Figure 5. Effects of agrin mutants on MuSK activation and MuSK phosphorylation.

(A) ATF2-luciferase reporter assay of HEK293 cells. HEK293 cells were transfected with ATF2-luc reporter and phRL-TK Renilla luciferase reporter plasmids with cDNAs for MuSK and LRP4. HEK293 cells were incubated with control conditioned medium (Control) or conditioned medium containing WT or mutant agrin-mycAP for 24 hours. Relative luciferase activity (RLA) was normalized for RLA without MuSK, LRP4, or agrin. Mean ± SD are indicated (n = 4 wells). Note that p.Y1877D reduced ATF-luc activity.
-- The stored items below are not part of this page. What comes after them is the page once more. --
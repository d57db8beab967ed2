// This Source Code Form is subject to the terms of the Mozilla Public
// License, v. 2.0. If a copy of the MPL was not distributed with this
// file, You can obtain one at https://mozilla.org/MPL/2.0/.

use {
    cryptographic_message_syntax::CmsError, std::path::PathBuf, thiserror::Error,
    x509_certificate::X509CertificateError,
};

/// Unified error type for Mach-O code signing operations.
#[derive(Debug, Error)]
pub enum CodesignError {
    #[error("I/O error: {0}")]
    Io(#[from] std::io::Error),

    #[error("binary parsing error: {0}")]
    Goblin(#[from] goblin::error::Error),

    #[error("data structure parse error: {0}")]
    Scroll(#[from] scroll::Error),

    #[error("invalid Mach-O binary: {0}")]
    InvalidBinary(String),

    #[error("unsupported CPU architecture: 0x{0:08x}")]
    UnsupportedArchitecture(u32),

    #[error("load command references data beyond end of file ({0})")]
    TruncatedBinary(&'static str),

    #[error("unable to locate __TEXT segment")]
    MissingText,

    #[error("unable to locate __LINKEDIT segment")]
    MissingLinkedit,

    #[error("__LINKEDIT isn't final Mach-O segment")]
    LinkeditNotLast,

    #[error("__LINKEDIT segment contains data after signature")]
    DataAfterSignature,

    #[error("insufficient room to write code signature load command")]
    LoadCommandNoRoom,

    #[error("bad header magic in {0}")]
    BadMagic(&'static str),

    #[error("SuperBlob data is malformed")]
    SuperblobMalformed,

    #[error("signature builder error: {0}")]
    SignatureBuilder(&'static str),

    #[error("signature data too large for reserved space")]
    SignatureDataTooLarge,

    #[error("malformed identifier string in code directory")]
    CodeDirectoryMalformedIdentifier,

    #[error("malformed team name string in code directory")]
    CodeDirectoryMalformedTeam,

    #[error("unknown code signature flag: {0}")]
    CodeSignatureUnknownFlag(String),

    #[error("unknown executable segment flag: {0}")]
    ExecutableSegmentUnknownFlag(String),

    #[error("unknown digest algorithm")]
    DigestUnknownAlgorithm,

    #[error("unsupported digest algorithm")]
    DigestUnsupportedAlgorithm,

    #[error("entitlements data not valid UTF-8: {0}")]
    EntitlementsBadUtf8(std::str::Utf8Error),

    #[error("error when encoding entitlements to DER: {0}")]
    EntitlementsDerEncode(String),

    #[error("error parsing plist XML: {0}")]
    PlistParseXml(plist::Error),

    #[error("error serializing plist to XML: {0}")]
    PlistSerializeXml(plist::Error),

    #[error("X.509 certificate handler error: {0}")]
    X509(#[from] X509CertificateError),

    #[error("CMS error: {0}")]
    Cms(#[from] CmsError),

    #[error("error parsing version string: {0}")]
    VersionParse(#[from] semver::Error),

    #[error("malformed credential container: {0}")]
    CredentialMalformed(String),

    #[error("incorrect password for credential container")]
    CredentialWrongPassword,

    #[error("unsupported algorithm in credential container: {0}")]
    CredentialUnsupportedAlgorithm(String),

    #[error("certificate expired at {0}")]
    CertificateExpired(chrono::DateTime<chrono::Utc>),

    #[error("certificate not valid until {0}")]
    CertificateNotYetValid(chrono::DateTime<chrono::Utc>),

    #[error("provisioning profile signature failed verification")]
    ProfileSignatureInvalid,

    #[error("provisioning profile payload is malformed: {0}")]
    ProfileMalformedPayload(String),

    #[error("team identifier not found in provisioning profile")]
    ProfileTeamIdNotFound,

    #[error("no identifier string provided")]
    NoIdentifier,

    #[error("no signing certificate")]
    NoSigningCertificate,

    #[error("no Mach-O binaries found in bundle: {0}")]
    BundleNoBinaries(PathBuf),

    #[error("signing {0}: {1}")]
    SigningBinary(PathBuf, Box<CodesignError>),

    #[error("operation cancelled")]
    Cancelled,
}

impl CodesignError {
    /// Wrap an error with the path of the binary that produced it.
    pub fn for_binary(self, path: impl Into<PathBuf>) -> Self {
        Self::SigningBinary(path.into(), Box::new(self))
    }
}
One-way ANOVA followed by post hoc Tukey test. P < 0.05 is indicated by a single letter representing each group. (B) MuSK phosphorylation assay of C2C12 myotubes. C2C12 cells were added with control conditioned medium (Control), or conditioned medium containing WT or mutant agrin-mycAP for 2 hours. MuSK phosphorylation was detected by immunoprecipitation with an anti-MuSK antibody followed by immunoblotting with an anti-phosphotyrosine (pTyr) antibody. Quantification of phosphorylated MuSK is shown in the right panel. The ratio of phosphorylated to total MuSK was normalized to that of WT agrin. Mean ± SD (n = 3 independent experiments) are indicated. Note that p.R1509W and p.Y1877D reduced MuSK phosphorylation. One-way ANOVA followed by post hoc Tukey test. P < 0.05 is indicated by a, b, and c.